Thursday, March 12, 2015

Book Blitz--> Keepers of the Dawn (The Dawn Cycle #1) by Herb J. Smith II

Book Blitz--> Keepers of the Dawn (The Dawn Cycle #1) by Herb J. Smith II


Add to Goodreads: Keepers of the Dawn

Genre: New Adult, Scifi, Dystopian, Epic, Post-Apocalyptic

~Blurb~
For two thousand years the Teeth have stood, three immense barriers of divine light rising high into the heavens, encircling the world, dividing it from Paradise. Like others of the Penitent world, Dreen and his telepathically impaired son, Bartu, cling to a dream. A dream that one day a savior will arrive to fell the imprisoning Teeth. Unlike others, however, their dream rests on more than mere faith. It rests on the promise of an artifact that came to their family centuries ago. A holy relic that is key to a future savior’s success. 

To keep the relic safe, Dreen and Bartu must keep it secret. A task not easily accomplished in this world of telepaths. Making the task even more difficult is an obscure prophecy that foretells of the sacred artifact. A prophecy that Rue-A-Kai, the Destroyer, knows well. With the strength of a hundred wizards, the reincarnated savior of the Vile hordes imperils not only the Penitent kingdoms he now threatens to overrun, but also the promised arrival of a true future savior. Were the demonic Rue-A-Kai to acquire the holy relic, his perverse interpretation of prophecy would transform the relic from a device of deliverance to one of damnation, ensuring that the Teeth never fell, that the world never saw Paradise. 
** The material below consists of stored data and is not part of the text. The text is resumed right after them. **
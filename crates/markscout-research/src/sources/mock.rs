//! In-memory search provider for tests and offline runs.

use std::sync::atomic::{AtomicUsize, Ordering};
use std::time::Duration;

use async_trait::async_trait;

use crate::models::RawHit;
use super::SearchProvider;

/// Mock provider with canned hits keyed by query substring.
///
/// Every rule whose pattern occurs in the query contributes its hits, in
/// rule order. Queries matching a failure pattern (or every query, when
/// `always_fail` is set) return an error instead.
pub struct MockSearchProvider {
    rules: Vec<(String, Vec<RawHit>)>,
    failing: Vec<String>,
    always_fail: bool,
    latency: Duration,
    calls: AtomicUsize,
    in_flight: AtomicUsize,
    peak_in_flight: AtomicUsize,
}

impl MockSearchProvider {
    pub fn new() -> Self {
        Self {
            rules: Vec::new(),
            failing: Vec::new(),
            always_fail: false,
            latency: Duration::ZERO,
            calls: AtomicUsize::new(0),
            in_flight: AtomicUsize::new(0),
            peak_in_flight: AtomicUsize::new(0),
        }
    }

    /// A provider whose every call errors.
    pub fn failing() -> Self {
        Self { always_fail: true, ..Self::new() }
    }

    /// Return `hits` for any query containing `pattern`.
    pub fn with_hits(mut self, pattern: &str, hits: Vec<RawHit>) -> Self {
        self.rules.push((pattern.to_string(), hits));
        self
    }

    /// Fail any query containing `pattern`.
    pub fn fail_on(mut self, pattern: &str) -> Self {
        self.failing.push(pattern.to_string());
        self
    }

    /// Sleep this long inside every call.
    pub fn with_latency(mut self, latency: Duration) -> Self {
        self.latency = latency;
        self
    }

    /// Number of `search` calls made so far.
    pub fn calls(&self) -> usize {
        self.calls.load(Ordering::SeqCst)
    }

    /// Highest number of calls observed running at the same time.
    pub fn peak_in_flight(&self) -> usize {
        self.peak_in_flight.load(Ordering::SeqCst)
    }

    /// Convenience constructor for a hit.
    pub fn hit(title: &str, url: &str, snippet: &str) -> RawHit {
        RawHit {
            title: title.to_string(),
            url: url.to_string(),
            snippet: snippet.to_string(),
            source: "Mock".to_string(),
        }
    }
}

impl Default for MockSearchProvider {
    fn default() -> Self {
        Self::new()
    }
}

struct InFlight<'a>(&'a AtomicUsize);

impl Drop for InFlight<'_> {
    fn drop(&mut self) {
        self.0.fetch_sub(1, Ordering::SeqCst);
    }
}

#[async_trait]
impl SearchProvider for MockSearchProvider {
    fn name(&self) -> &str {
        "Mock"
    }

    async fn search(&self, query: &str, max_results: usize) -> anyhow::Result<Vec<RawHit>> {
        self.calls.fetch_add(1, Ordering::SeqCst);
        let now = self.in_flight.fetch_add(1, Ordering::SeqCst) + 1;
        let _guard = InFlight(&self.in_flight);
        self.peak_in_flight.fetch_max(now, Ordering::SeqCst);

        if !self.latency.is_zero() {
            tokio::time::sleep(self.latency).await;
        }

        if self.always_fail || self.failing.iter().any(|p| query.contains(p.as_str())) {
            anyhow::bail!("mock provider failure for query: {query}");
        }

        Ok(self
            .rules
            .iter()
            .filter(|(pattern, _)| query.contains(pattern.as_str()))
            .flat_map(|(_, hits)| hits.iter().cloned())
            .take(max_results)
            .collect())
    }
}
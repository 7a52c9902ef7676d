//! markscout: trademark conflict research
//! Entry point for the CLI binary.

mod config;

use std::path::PathBuf;

use clap::{Parser, Subcommand, ValueEnum};
use markscout_common::research_config::DefaultsConfig;
use markscout_research::classification::nice_classification;
use markscout_research::queries::generate_search_queries;
use markscout_research::{
    build_provider, conduct_trademark_research, format_brief, format_research_for_prompt,
    ResearchRequest, RetrievalConfig,
};
use tracing::{info, warn};
use tracing_subscriber::EnvFilter;

use crate::config::Config;

#[derive(Parser)]
#[command(name = "markscout")]
#[command(version)]
#[command(about = "Research trademark conflict risk for a brand name")]
struct Cli {
    #[command(subcommand)]
    command: Commands,

    /// Config file (defaults to ./markscout.toml)
    #[arg(long, global = true, env = "MARKSCOUT_CONFIG")]
    config: Option<PathBuf>,
}

#[derive(Clone, Copy, PartialEq, Eq, ValueEnum)]
enum OutputFormat {
    /// Research block for an LLM prompt
    Prompt,
    /// Full result as JSON
    Json,
    /// Short digest
    Summary,
}

#[derive(clap::Args)]
struct BrandArgs {
    /// Candidate brand name
    brand: String,

    #[arg(long, default_value = "")]
    industry: String,

    #[arg(long, default_value = "")]
    category: String,

    /// Target country, repeatable; the first is the primary market
    #[arg(long = "country")]
    countries: Vec<String>,
}

#[derive(Subcommand)]
enum Commands {
    /// Search the web and score conflicts for a brand
    Research {
        #[command(flatten)]
        brand: BrandArgs,

        #[arg(long, short = 'f', default_value = "prompt", value_enum)]
        format: OutputFormat,
    },
    /// Print the planned search queries without running them
    Queries {
        #[command(flatten)]
        brand: BrandArgs,
    },
    /// Resolve the Nice class for a category/industry
    Classify {
        category: String,

        #[arg(long, default_value = "")]
        industry: String,
    },
}

impl BrandArgs {
    fn into_request(self, defaults: &DefaultsConfig) -> ResearchRequest {
        ResearchRequest::new(self.brand)
            .industry(self.industry)
            .category(self.category)
            .countries(self.countries)
            .with_defaults(defaults)
    }
}

#[tokio::main]
async fn main() -> anyhow::Result<()> {
    let cli = Cli::parse();

    let config_path = cli.config.clone().unwrap_or_else(Config::path);
    let config = Config::load_from(&config_path)?;

    // Initialise structured logging
    tracing_subscriber::fmt()
        .with_env_filter(
            EnvFilter::try_from_default_env()
                .unwrap_or_else(|_| EnvFilter::new(&config.logging.filter)),
        )
        .with_writer(std::io::stderr)
        .init();

    if !config_path.exists() {
        warn!(
            "Config file not found: {}, using defaults. Copy markscout.example.toml to markscout.toml to customise.",
            config_path.display()
        );
    }

    let research_config = config.research();

    match cli.command {
        Commands::Research { brand, format } => {
            let request = brand.into_request(&research_config.defaults);
            let provider = build_provider(&research_config)?;
            info!("🔎 markscout v{} researching \"{}\" via {}", env!("CARGO_PKG_VERSION"), request.brand_name, provider.name());

            let retrieval = RetrievalConfig::from(&research_config);
            let result = conduct_trademark_research(request, provider, &retrieval, None).await;

            match format {
                OutputFormat::Prompt => println!("{}", format_research_for_prompt(&result)),
                OutputFormat::Json => println!("{}", serde_json::to_string_pretty(&result)?),
                OutputFormat::Summary => println!("{}", format_brief(&result)),
            }
        }
        Commands::Queries { brand } => {
            let request = brand.into_request(&research_config.defaults).normalized();
            let queries = generate_search_queries(
                &request.brand_name,
                &request.industry,
                &request.category,
                &request.countries,
            );
            for (i, q) in queries.iter().enumerate() {
                println!("{:>2}. [{}] {}", i + 1, q.purpose, q.query);
            }
        }
        Commands::Classify { category, industry } => {
            let class = nice_classification(&category, &industry);
            println!("Class {} - {} (matched \"{}\")", class.code, class.description, class.matched_term);
        }
    }

    Ok(())
}
//! Core abstractions for docsync.
//!
//! This crate defines the contracts shared by the lifecycle coordinator and
//! by provider implementations (network sync, persistent storage,
//! peer-to-peer transport, ...).
//!
//! # Architecture
//!
//! docsync-core defines:
//! - **Workspace**: identifier, root document, ordered provider list
//! - **Provider traits**: `Provider` plus the `ActiveProvider`,
//!   `PassiveProvider` and `LazyProvider` capabilities
//! - **Error Types**: `SyncError`, shared by every lifecycle operation
//!
//! # Examples
//!
//! Declaring a storage provider that gates readiness:
//!
//! ```
//! use docsync_core::{ActiveProvider, Doc, Provider, ProviderError, Workspace};
//! use async_trait::async_trait;
//! use std::sync::Arc;
//!
//! struct Storage;
//!
//! #[async_trait]
//! impl ActiveProvider for Storage {
//!     fn sync(&self) {}
//!
//!     async fn when_ready(&self) -> Result<(), ProviderError> {
//!         Ok(())
//!     }
//! }
//!
//! impl Provider for Storage {
//!     fn name(&self) -> &str {
//!         "storage"
//!     }
//!
//!     fn active(&self) -> Option<&dyn ActiveProvider> {
//!         Some(self)
//!     }
//! }
//!
//! let workspace = Arc::new(Workspace::with_providers(
//!     "w1",
//!     Doc::new("root"),
//!     vec![Arc::new(Storage) as Arc<dyn Provider>],
//! ));
//! assert_eq!(workspace.providers().len(), 1);
//! ```

pub mod error;
pub mod provider;
pub mod workspace;

// Re-export commonly used types
pub use error::{ProviderError, Result, SyncError, provider_error};
pub use provider::{ActiveProvider, LazyProvider, PassiveProvider, Provider};
pub use workspace::{Doc, DocId, Workspace, WorkspaceId};
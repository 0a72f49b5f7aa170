use serde::{Deserialize, Serialize};
use std::borrow::Borrow;
use std::fmt;
use std::sync::{Arc, PoisonError, RwLock};

use crate::provider::Provider;

macro_rules! string_id {
    ($(#[$meta:meta])* $name:ident) => {
        $(#[$meta])*
        #[derive(Debug, Clone, PartialEq, Eq, Hash, PartialOrd, Ord, Serialize, Deserialize)]
        #[serde(transparent)]
        pub struct $name(String);

        impl $name {
            pub fn as_str(&self) -> &str {
                &self.0
            }
        }

        impl fmt::Display for $name {
            fn fmt(&self, f: &mut fmt::Formatter<'_>) -> fmt::Result {
                f.write_str(&self.0)
            }
        }

        impl From<&str> for $name {
            fn from(value: &str) -> Self {
                Self(value.to_string())
            }
        }

        impl From<String> for $name {
            fn from(value: String) -> Self {
                Self(value)
            }
        }

        impl AsRef<str> for $name {
            fn as_ref(&self) -> &str {
                &self.0
            }
        }

        impl Borrow<str> for $name {
            fn borrow(&self) -> &str {
                &self.0
            }
        }
    };
}

string_id!(
    /// Stable identifier of a workspace.
    WorkspaceId
);

string_id!(
    /// Identifier of a replicated document.
    DocId
);

/// Root document of a workspace.
#[derive(Debug, Clone, PartialEq, Eq)]
pub struct Doc {
    pub id: DocId,
}

impl Doc {
    pub fn new(id: impl Into<DocId>) -> Self {
        Self { id: id.into() }
    }
}

/// A replicated workspace and its ordered set of providers.
///
/// Workspaces are shared as `Arc<Workspace>`. Two handles refer to the same
/// workspace only if they point to the same allocation; equal identifiers
/// are not enough.
///
/// # Examples
///
/// ```
/// use docsync_core::{Doc, Workspace};
/// use std::sync::Arc;
///
/// let workspace = Arc::new(Workspace::new("w1", Doc::new("root-doc")));
/// assert_eq!(workspace.id().as_str(), "w1");
/// assert_eq!(workspace.doc().id.as_str(), "root-doc");
/// assert!(workspace.providers().is_empty());
/// ```
pub struct Workspace {
    id: WorkspaceId,
    doc: Doc,
    providers: RwLock<Vec<Arc<dyn Provider>>>,
}

impl Workspace {
    /// Creates a workspace without providers.
    pub fn new(id: impl Into<WorkspaceId>, doc: Doc) -> Self {
        Self::with_providers(id, doc, Vec::new())
    }

    /// Creates a workspace with providers in declaration order.
    pub fn with_providers(
        id: impl Into<WorkspaceId>,
        doc: Doc,
        providers: Vec<Arc<dyn Provider>>,
    ) -> Self {
        Self {
            id: id.into(),
            doc,
            providers: RwLock::new(providers),
        }
    }

    pub fn id(&self) -> &WorkspaceId {
        &self.id
    }

    pub fn doc(&self) -> &Doc {
        &self.doc
    }

    /// Returns a snapshot of the providers in declaration order.
    ///
    /// Later changes to the provider list do not affect the returned vector.
    pub fn providers(&self) -> Vec<Arc<dyn Provider>> {
        self.providers
            .read()
            .unwrap_or_else(PoisonError::into_inner)
            .clone()
    }

    /// Appends a provider to the end of the list.
    pub fn add_provider(&self, provider: Arc<dyn Provider>) {
        tracing::debug!(
            "adding provider {} to workspace {}",
            provider.name(),
            self.id
        );
        self.providers
            .write()
            .unwrap_or_else(PoisonError::into_inner)
            .push(provider);
    }

    /// Removes every provider with the given name.
    ///
    /// Returns the number of providers removed.
    pub fn remove_provider(&self, name: &str) -> usize {
        let mut providers = self
            .providers
            .write()
            .unwrap_or_else(PoisonError::into_inner);
        let before = providers.len();
        providers.retain(|p| p.name() != name);
        before - providers.len()
    }
}

impl fmt::Debug for Workspace {
    fn fmt(&self, f: &mut fmt::Formatter<'_>) -> fmt::Result {
        let names: Vec<String> = self
            .providers()
            .iter()
            .map(|p| p.name().to_string())
            .collect();
        f.debug_struct("Workspace")
            .field("id", &self.id)
            .field("doc", &self.doc)
            .field("providers", &names)
            .finish()
    }
}
use crate::workspace::WorkspaceId;
use std::sync::Arc;
use std::time::Duration;
use thiserror::Error;

/// Error reported by a provider implementation.
///
/// Provider failures are shared between every caller awaiting the same
/// readiness computation, so the error is reference counted instead of boxed.
pub type ProviderError = Arc<dyn std::error::Error + Send + Sync>;

/// Wraps any error type into a [`ProviderError`].
///
/// # Examples
///
/// ```
/// use docsync_core::error::provider_error;
///
/// let err = provider_error(std::io::Error::other("socket closed"));
/// assert_eq!(err.to_string(), "socket closed");
/// ```
pub fn provider_error<E>(error: E) -> ProviderError
where
    E: std::error::Error + Send + Sync + 'static,
{
    Arc::new(error)
}

/// Core error types for docsync.
///
/// Errors are `Clone` because a single readiness failure is observed by
/// every awaiter of the shared readiness future.
///
/// # Examples
///
/// ```
/// use docsync_core::error::{SyncError, Result};
/// use docsync_core::WorkspaceId;
///
/// fn lookup(id: &str) -> Result<()> {
///     Err(SyncError::NotFound(WorkspaceId::from(id)))
/// }
///
/// let err = lookup("w1").unwrap_err();
/// assert_eq!(err.to_string(), "workspace not found: w1");
/// ```
#[derive(Error, Debug, Clone)]
pub enum SyncError {
    #[error("workspace not found: {0}")]
    NotFound(WorkspaceId),

    #[error("provider {provider} failed to become ready: {source}")]
    ProviderSync {
        provider: String,
        #[source]
        source: ProviderError,
    },

    #[error("provider {provider} was not ready after {timeout:?}")]
    ReadyTimeout { provider: String, timeout: Duration },

    #[error("provider {provider} failed to connect: {source}")]
    ProviderConnect {
        provider: String,
        #[source]
        source: ProviderError,
    },

    #[error("provider {provider} failed to disconnect: {source}")]
    ProviderDisconnect {
        provider: String,
        #[source]
        source: ProviderError,
    },

    /// A cached readiness computation outlived every handle to its workspace.
    ///
    /// Handles keep their workspace alive, so awaiting a handle never
    /// yields this.
    #[error("workspace {0} was dropped before it became ready")]
    WorkspaceDropped(WorkspaceId),
}

impl SyncError {
    /// Returns true if the error came from an active provider's readiness wait.
    pub fn is_readiness_failure(&self) -> bool {
        matches!(self, Self::ProviderSync { .. } | Self::ReadyTimeout { .. })
    }
}

/// Convenience type alias for `Result<T, SyncError>`.
pub type Result<T> = std::result::Result<T, SyncError>;
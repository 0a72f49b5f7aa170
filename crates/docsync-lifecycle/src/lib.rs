//! Provider lifecycle coordination for replicated workspaces.
//!
//! Workspaces are synchronized through pluggable providers. This crate
//! decides when those providers run:
//!
//! - **Readiness**: active providers are synced and awaited once, in
//!   declaration order, before a workspace is handed out. Concurrent
//!   requests share a single [`ReadinessHandle`].
//! - **Passive effects**: while a UI surface shows a workspace, its passive
//!   and lazy providers are connected; the [`PassiveEffectGuard`]
//!   disconnects them again when the surface goes away.
//!
//! Per-workspace state is keyed by workspace identity and never keeps a
//! workspace alive.

pub mod activation;
pub mod config;
pub mod lifecycle;
pub mod passive;
pub mod readiness;
mod registry;

#[cfg(test)]
mod test_utils;

// Re-export commonly used types
pub use activation::{ActivationState, ActivationTable};
pub use config::{ActivationConfig, ConfigError, LifecycleConfig, ReadinessConfig};
pub use lifecycle::WorkspaceLifecycle;
pub use passive::PassiveEffectGuard;
pub use readiness::{ReadinessHandle, ensure_ready};
//! Recording mock providers for lifecycle tests.

use async_trait::async_trait;
use docsync_core::{
    ActiveProvider, DocId, LazyProvider, PassiveProvider, Provider, ProviderError, provider_error,
};
use std::sync::atomic::{AtomicBool, Ordering};
use std::sync::{Arc, Mutex};
use tokio::sync::watch;

/// Ordered record of every provider call, shared by all mocks of a test.
#[derive(Default)]
pub struct CallLog {
    calls: Mutex<Vec<String>>,
}

impl CallLog {
    pub fn new() -> Arc<Self> {
        Arc::new(Self::default())
    }

    pub fn record(&self, call: impl Into<String>) {
        self.calls.lock().unwrap().push(call.into());
    }

    pub fn calls(&self) -> Vec<String> {
        self.calls.lock().unwrap().clone()
    }

    pub fn count(&self, call: &str) -> usize {
        self.calls.lock().unwrap().iter().filter(|c| *c == call).count()
    }

    pub fn clear(&self) {
        self.calls.lock().unwrap().clear();
    }
}

/// Holds gated providers back until opened.
pub struct Gate {
    tx: watch::Sender<bool>,
}

impl Gate {
    pub fn closed() -> Self {
        let (tx, _rx) = watch::channel(false);
        Self { tx }
    }

    pub fn open(&self) {
        self.tx.send_replace(true);
    }

    fn subscribe(&self) -> watch::Receiver<bool> {
        self.tx.subscribe()
    }
}

/// Provider whose capabilities are chosen per test.
///
/// Calls are recorded as `"{name}.sync"`, `"{name}.ready"`,
/// `"{name}.connect"`, `"{name}.disconnect"`, and for lazy providers
/// `"{name}.connect({doc})"` / `"{name}.disconnect({doc})"`.
pub struct MockProvider {
    name: String,
    log: Arc<CallLog>,
    is_active: bool,
    is_passive: bool,
    is_lazy: bool,
    gate: Option<watch::Receiver<bool>>,
    fail_ready: AtomicBool,
    fail_connect: AtomicBool,
    fail_disconnect: AtomicBool,
}

impl MockProvider {
    pub fn new(name: &str, log: &Arc<CallLog>) -> Self {
        Self {
            name: name.to_string(),
            log: Arc::clone(log),
            is_active: false,
            is_passive: false,
            is_lazy: false,
            gate: None,
            fail_ready: AtomicBool::new(false),
            fail_connect: AtomicBool::new(false),
            fail_disconnect: AtomicBool::new(false),
        }
    }

    pub fn with_active(mut self) -> Self {
        self.is_active = true;
        self
    }

    pub fn with_passive(mut self) -> Self {
        self.is_passive = true;
        self
    }

    pub fn with_lazy(mut self) -> Self {
        self.is_lazy = true;
        self
    }

    /// Blocks readiness and connects until `gate` is opened.
    pub fn with_gate(mut self, gate: &Gate) -> Self {
        self.gate = Some(gate.subscribe());
        self
    }

    pub fn into_arc(self) -> Arc<Self> {
        Arc::new(self)
    }

    pub fn into_dyn(self) -> Arc<dyn Provider> {
        Arc::new(self)
    }

    pub fn set_fail_ready(&self, fail: bool) {
        self.fail_ready.store(fail, Ordering::SeqCst);
    }

    pub fn set_fail_connect(&self, fail: bool) {
        self.fail_connect.store(fail, Ordering::SeqCst);
    }

    pub fn set_fail_disconnect(&self, fail: bool) {
        self.fail_disconnect.store(fail, Ordering::SeqCst);
    }

    async fn pass_gate(&self) -> Result<(), ProviderError> {
        if let Some(gate) = &self.gate {
            let mut rx = gate.clone();
            if rx.wait_for(|open| *open).await.is_err() {
                return Err(provider_error(std::io::Error::other("gate dropped")));
            }
        }
        Ok(())
    }

    fn outcome(&self, flag: &AtomicBool, what: &str) -> Result<(), ProviderError> {
        if flag.load(Ordering::SeqCst) {
            return Err(provider_error(std::io::Error::other(format!(
                "{} {} failed",
                self.name, what
            ))));
        }
        Ok(())
    }
}

/// Upcasts a mock kept for later inspection.
pub fn shared(provider: &Arc<MockProvider>) -> Arc<dyn Provider> {
    Arc::clone(provider) as Arc<dyn Provider>
}

#[async_trait]
impl ActiveProvider for MockProvider {
    fn sync(&self) {
        self.log.record(format!("{}.sync", self.name));
    }

    async fn when_ready(&self) -> Result<(), ProviderError> {
        self.pass_gate().await?;
        self.outcome(&self.fail_ready, "ready")?;
        self.log.record(format!("{}.ready", self.name));
        Ok(())
    }
}

#[async_trait]
impl PassiveProvider for MockProvider {
    async fn connect(&self) -> Result<(), ProviderError> {
        self.pass_gate().await?;
        self.log.record(format!("{}.connect", self.name));
        self.outcome(&self.fail_connect, "connect")
    }

    async fn disconnect(&self) -> Result<(), ProviderError> {
        self.log.record(format!("{}.disconnect", self.name));
        self.outcome(&self.fail_disconnect, "disconnect")
    }
}

#[async_trait]
impl LazyProvider for MockProvider {
    async fn connect(&self, doc: &DocId) -> Result<(), ProviderError> {
        self.pass_gate().await?;
        self.log.record(format!("{}.connect({})", self.name, doc));
        self.outcome(&self.fail_connect, "connect")
    }

    async fn disconnect(&self, doc: &DocId) -> Result<(), ProviderError> {
        self.log.record(format!("{}.disconnect({})", self.name, doc));
        self.outcome(&self.fail_disconnect, "disconnect")
    }
}

impl Provider for MockProvider {
    fn name(&self) -> &str {
        &self.name
    }

    fn active(&self) -> Option<&dyn ActiveProvider> {
        self.is_active.then_some(self as &dyn ActiveProvider)
    }

    fn passive(&self) -> Option<&dyn PassiveProvider> {
        self.is_passive.then_some(self as &dyn PassiveProvider)
    }

    fn lazy(&self) -> Option<&dyn LazyProvider> {
        self.is_lazy.then_some(self as &dyn LazyProvider)
    }
}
Yet the relic remains safely hidden, as it has for centuries. And there is no reason to believe it will not continue to remain so for centuries to come. No reason at all, that is, until the accident... 

~Excerpt from Keepers of the Dawn~

        Flecks of snow swirled about the middle-aged trapper’s face as he emerged from a small stand of pines and made his way to the edge of the stream. His tired eyes scanned the streambed. Ice, as thin and delicate as a reflection, stretched from the bank to the narrow rivulet flowing down the frozen stream’s center. Near a tangle of roots where the bank met the ice, he spied his trap. He took a step toward it and then pulled up short. From the bank he saw that the trap had been cheated of its quarry. The bloody stump of a coyote’s forelimb stood erect in its iron jaws, testament to the beast’s overwhelming will to survive.

        A sudden weariness overcame the trapper as he stared at the bloody limb. He set his staff firmly into the half-frozen mud of the bank and, leaning against it, eased himself to the ground. With a grunt, he gingerly extended his right leg. He laid his staff aside and began massaging his knee. The trap and its grisly prize called to him, but he turned from it and gazed instead at the narrow channel of water bubbling between the jagged margins of ice. Two angry jaws of cold seeking to trap the fleeing stream.

        The trapper felt a sudden rush of sorrow. He had not even been trapping for coyote. He bowed his head, struggling against the tears. He felt tired. Exhausted. He turned and lay on his side, resting his head on the cold ground. Through a light flurry of flakes, he stared at the severed limb. The beast’s plight was not the cause of his sudden sorrow, merely its trigger. He closed his eyes to keep the tears from coming. Why he tried to keep them from coming he was not sure. He was not sure why he tried to do anything anymore. Perhaps it was his own overwhelming will to survive.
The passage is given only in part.